Task goal:
Where a line contains the word "removed", copy that line from the records below.

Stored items
//! Values flowing through the pipeline.

use data_loader::{Movie, MovieId};

/// Per-movie rating statistics, built fresh for every request
#[derive(Debug, Clone, Copy, PartialEq)]
pub struct MovieStats {
    pub rating_count: u32,
    pub avg_rating: f64,
}

/// A catalog movie still in the running.
///
/// `stats` stays `None` until the join stage, and afterwards for movies
/// that have no rating events at all.
#[derive(Debug, Clone, Copy, PartialEq)]
pub struct Candidate {
    pub movie_id: MovieId,
    pub stats: Option<MovieStats>,
}

impl Candidate {
    pub fn new(movie_id: MovieId) -> Self {
        Self {
            movie_id,
            stats: None,
        }
    }

    pub fn with_stats(movie_id: MovieId, stats: MovieStats) -> Self {
        Self {
            movie_id,
            stats: Some(stats),
        }
    }

    pub fn avg_rating(&self) -> Option<f64> {
        self.stats.map(|s| s.avg_rating)
    }

    pub fn rating_count(&self) -> Option<u32> {
        self.stats.map(|s| s.rating_count)
    }
}

/// One row of the final, ordered result list
#[derive(Debug, Clone, PartialEq)]
pub struct RankedMovie {
    pub movie_id: MovieId,
    pub title: String,
    pub genres: Vec<String>,
    pub year: Option<u16>,
    /// `None` when the movie has never been rated
    pub avg_rating: Option<f64>,
    /// `None` when the movie has never been rated
    pub rating_count: Option<u32>,
}

impl RankedMovie {
    pub fn from_candidate(movie: &Movie, candidate: &Candidate) -> Self {
        Self {
            movie_id: movie.id,
            title: movie.title.clone(),
            genres: movie.genres.clone(),
            year: movie.year,
            avg_rating: candidate.avg_rating(),
            rating_count: candidate.rating_count(),
        }
    }
}
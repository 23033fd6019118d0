use std::sync::Arc;

use data_loader::DataIndex;

use crate::form::FormRules;

/// Shared, read-only application context.
///
/// Built once in `main` after the catalog is loaded and cloned into every
/// handler. Nothing in it is ever mutated, so no locking is needed.
#[derive(Clone)]
pub struct AppContext {
    pub index: Arc<DataIndex>,
    /// Genre options for the form, sorted and de-duplicated
    pub genres: Arc<[String]>,
    pub form_rules: FormRules,
}

impl AppContext {
    pub fn new(index: Arc<DataIndex>, form_rules: FormRules) -> Self {
        let genres = index.genre_names().into();
        Self {
            index,
            genres,
            form_rules,
        }
    }
}
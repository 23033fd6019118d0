//! Filter to ensure a minimum average rating.

use crate::traits::Filter;
use crate::types::Candidate;
use anyhow::Result;
use data_loader::DataIndex;

/// Removes candidates whose average rating is below the threshold.
///
/// Must run after the stats join. A candidate with no stats cannot
/// satisfy the bound and is removed.
pub struct MinimumRatingFilter {
    min_rating: f64,
}

impl MinimumRatingFilter {
    /// Create a new MinimumRatingFilter.
    ///
    /// # Arguments
    /// * `min_rating` - Minimum average rating, inclusive
    pub fn new(min_rating: f64) -> Self {
        Self { min_rating }
    }
}

impl Filter for MinimumRatingFilter {
    fn name(&self) -> &str {
        "MinimumRatingFilter"
    }

    fn apply(&self, candidates: Vec<Candidate>, _index: &DataIndex) -> Result<Vec<Candidate>> {
        let filtered: Vec<Candidate> = candidates
            .into_iter()
            .filter(|candidate| {
                candidate
                    .avg_rating()
                    .is_some_and(|avg| avg >= self.min_rating)
            })
            .collect();

        Ok(filtered)
    }
}
//! Per-request filter criteria.

use std::collections::BTreeSet;

/// Number of results returned when the request does not say otherwise
pub const DEFAULT_RESULT_LIMIT: usize = 10;

/// Structured form of one user query.
///
/// Every bound is inclusive and `None` means "not applied".
#[derive(Debug, Clone, PartialEq)]
pub struct FilterCriteria {
    /// Keep movies tagged with any of these genres; empty keeps all
    pub genres: BTreeSet<String>,
    /// Lowercase substrings that must all appear in the title
    pub title_keywords: Vec<String>,
    pub min_year: Option<i32>,
    pub max_year: Option<i32>,
    pub min_rating: Option<f64>,
    pub min_rating_count: Option<u32>,
    pub limit: usize,
}

impl Default for FilterCriteria {
    fn default() -> Self {
        Self {
            genres: BTreeSet::new(),
            title_keywords: Vec::new(),
            min_year: None,
            max_year: None,
            min_rating: None,
            min_rating_count: None,
            limit: DEFAULT_RESULT_LIMIT,
        }
    }
}

impl FilterCriteria {
    pub fn new() -> Self {
        Self::default()
    }

    pub fn genres<I, S>(mut self, genres: I) -> Self
    where
        I: IntoIterator<Item = S>,
        S: Into<String>,
    {
        self.genres = genres.into_iter().map(Into::into).collect();
        self
    }

    /// Set the title keywords from a single comma-separated field
    pub fn keywords(mut self, raw: &str) -> Self {
        self.title_keywords = parse_keywords(raw);
        self
    }

    pub fn year_range(mut self, min_year: Option<i32>, max_year: Option<i32>) -> Self {
        self.min_year = min_year;
        self.max_year = max_year;
        self
    }

    pub fn min_rating(mut self, min_rating: Option<f64>) -> Self {
        self.min_rating = min_rating;
        self
    }

    pub fn min_rating_count(mut self, min_rating_count: Option<u32>) -> Self {
        self.min_rating_count = min_rating_count;
        self
    }

    pub fn limit(mut self, limit: usize) -> Self {
        self.limit = limit;
        self
    }
}

/// Split a comma-separated keyword field into lowercase, trimmed terms.
///
/// Empty terms are dropped, so `"star, , love"` yields `["star", "love"]`.
pub fn parse_keywords(raw: &str) -> Vec<String> {
    raw.to_lowercase()
        .split(',')
        .map(str::trim)
        .filter(|kw| !kw.is_empty())
        .map(str::to_string)
        .collect()
}
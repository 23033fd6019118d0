//! Core domain types for the movie catalog.
//!
//! This module defines the records loaded from the catalog and ratings
//! tables, plus the `DataIndex` that owns them for the lifetime of the
//! process.

use crate::parser::extract_year_from_title;
use serde::{Deserialize, Serialize};
use std::collections::{BTreeSet, HashMap};

// =============================================================================
// Type Aliases
// =============================================================================

/// Unique identifier for a movie (the `movieId` column)
pub type MovieId = u32;

// =============================================================================
// Movie-related Types
// =============================================================================

/// Represents a movie in the catalog
#[derive(Debug, Clone, PartialEq, Serialize)]
pub struct Movie {
    pub id: MovieId,
    pub title: String,
    /// Year extracted from a trailing `(YYYY)` in the title
    ///
    /// - `Some(1995)` for "Toy Story (1995)"
    /// - `None` when the title carries no trailing year
    pub year: Option<u16>,
    /// Genre tags in catalog order, possibly empty
    pub genres: Vec<String>,
}

impl Movie {
    /// Build a movie, deriving `year` from the title.
    ///
    /// This is the only way the loader creates movies, so `year` always
    /// agrees with re-parsing `title`.
    pub fn new(id: MovieId, title: impl Into<String>, genres: Vec<String>) -> Self {
        let title = title.into();
        let year = extract_year_from_title(&title);
        Self {
            id,
            title,
            year,
            genres,
        }
    }

    /// True if this movie is tagged with `genre` (exact match)
    pub fn has_genre(&self, genre: &str) -> bool {
        self.genres.iter().any(|g| g == genre)
    }
}

// =============================================================================
// Rating Type
// =============================================================================

/// A single rating event for a movie
///
/// `movie_id` is not required to exist in the catalog; orphan events are
/// simply never joined.
#[derive(Debug, Clone, Copy, PartialEq, Serialize, Deserialize)]
pub struct Rating {
    pub movie_id: MovieId,
    pub rating: f64,
}

// =============================================================================
// DataIndex - The In-Memory Catalog
// =============================================================================

/// Holds the movie catalog and the raw rating events.
///
/// Movies keep the order they were loaded in, with a side map for O(1)
/// lookups by id. Once loaded the index is wrapped in an `Arc` and only
/// ever read.
#[derive(Debug, Default)]
pub struct DataIndex {
    pub(crate) movies: Vec<Movie>,
    pub(crate) movie_positions: HashMap<MovieId, usize>,
    pub(crate) ratings: Vec<Rating>,
}

impl DataIndex {
    /// Creates a new, empty DataIndex
    pub fn new() -> Self {
        Self::default()
    }

    /// Get a movie by ID
    pub fn get_movie(&self, id: MovieId) -> Option<&Movie> {
        self.movie_positions.get(&id).map(|&pos| &self.movies[pos])
    }

    /// All movies, in catalog order
    pub fn movies(&self) -> &[Movie] {
        &self.movies
    }

    /// All rating events, in load order
    pub fn ratings(&self) -> &[Rating] {
        &self.ratings
    }

    /// Sorted, de-duplicated list of every genre tag in the catalog
    pub fn genre_names(&self) -> Vec<String> {
        self.movies
            .iter()
            .flat_map(|movie| movie.genres.iter().cloned())
            .collect::<BTreeSet<_>>()
            .into_iter()
            .collect()
    }

    /// Insert a movie into the index
    ///
    /// A movie with an id already present replaces the earlier record in
    /// place, keeping its catalog position.
    pub fn insert_movie(&mut self, movie: Movie) {
        match self.movie_positions.get(&movie.id) {
            Some(&pos) => self.movies[pos] = movie,
            None => {
                self.movie_positions.insert(movie.id, self.movies.len());
                self.movies.push(movie);
            }
        }
    }

    /// Append a rating event
    pub fn insert_rating(&mut self, rating: Rating) {
        self.ratings.push(rating);
    }

    /// Get (movies, ratings) counts for logging
    pub fn counts(&self) -> (usize, usize) {
        (self.movies.len(), self.ratings.len())
    }
}
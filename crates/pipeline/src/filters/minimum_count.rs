//! Filter to ensure a minimum number of ratings.

use crate::traits::Filter;
use crate::types::Candidate;
use anyhow::Result;
use data_loader::DataIndex;

/// Removes candidates with fewer ratings than the threshold.
///
/// Must run after the stats join. Unrated candidates are removed.
pub struct MinimumCountFilter {
    min_count: u32,
}

impl MinimumCountFilter {
    pub fn new(min_count: u32) -> Self {
        Self { min_count }
    }
}

impl Filter for MinimumCountFilter {
    fn name(&self) -> &str {
        "MinimumCountFilter"
    }

    fn apply(&self, candidates: Vec<Candidate>, _index: &DataIndex) -> Result<Vec<Candidate>> {
        let filtered: Vec<Candidate> = candidates
            .into_iter()
            .filter(|candidate| {
                candidate
                    .rating_count()
                    .is_some_and(|count| count >= self.min_count)
            })
            .collect();
        Ok(filtered)
    }
}
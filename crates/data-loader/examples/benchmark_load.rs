use data_loader::DataIndex;
use std::path::Path;
use std::time::Instant;

fn main() {
    let data_dir = Path::new("data");

    println!("Loading movie catalog from {}...\n", data_dir.display());

    let start = Instant::now();
    let index = DataIndex::load_from_dir(data_dir)
        .expect("Failed to load dataset");
    let elapsed = start.elapsed();

    let (movies, ratings) = index.counts();

    println!("=== Load Complete ===");
    println!("Time taken: {:?}", elapsed);
    println!("Movies: {}", movies);
    println!("Ratings: {}", ratings);
    println!("Genres: {}", index.genre_names().len());
    println!("\nPerformance: {:.0} ratings/second",
             ratings as f64 / elapsed.as_secs_f64());
}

Result for this task:
/// satisfy the bound and is removed.
/// Must run after the stats join. Unrated candidates are removed.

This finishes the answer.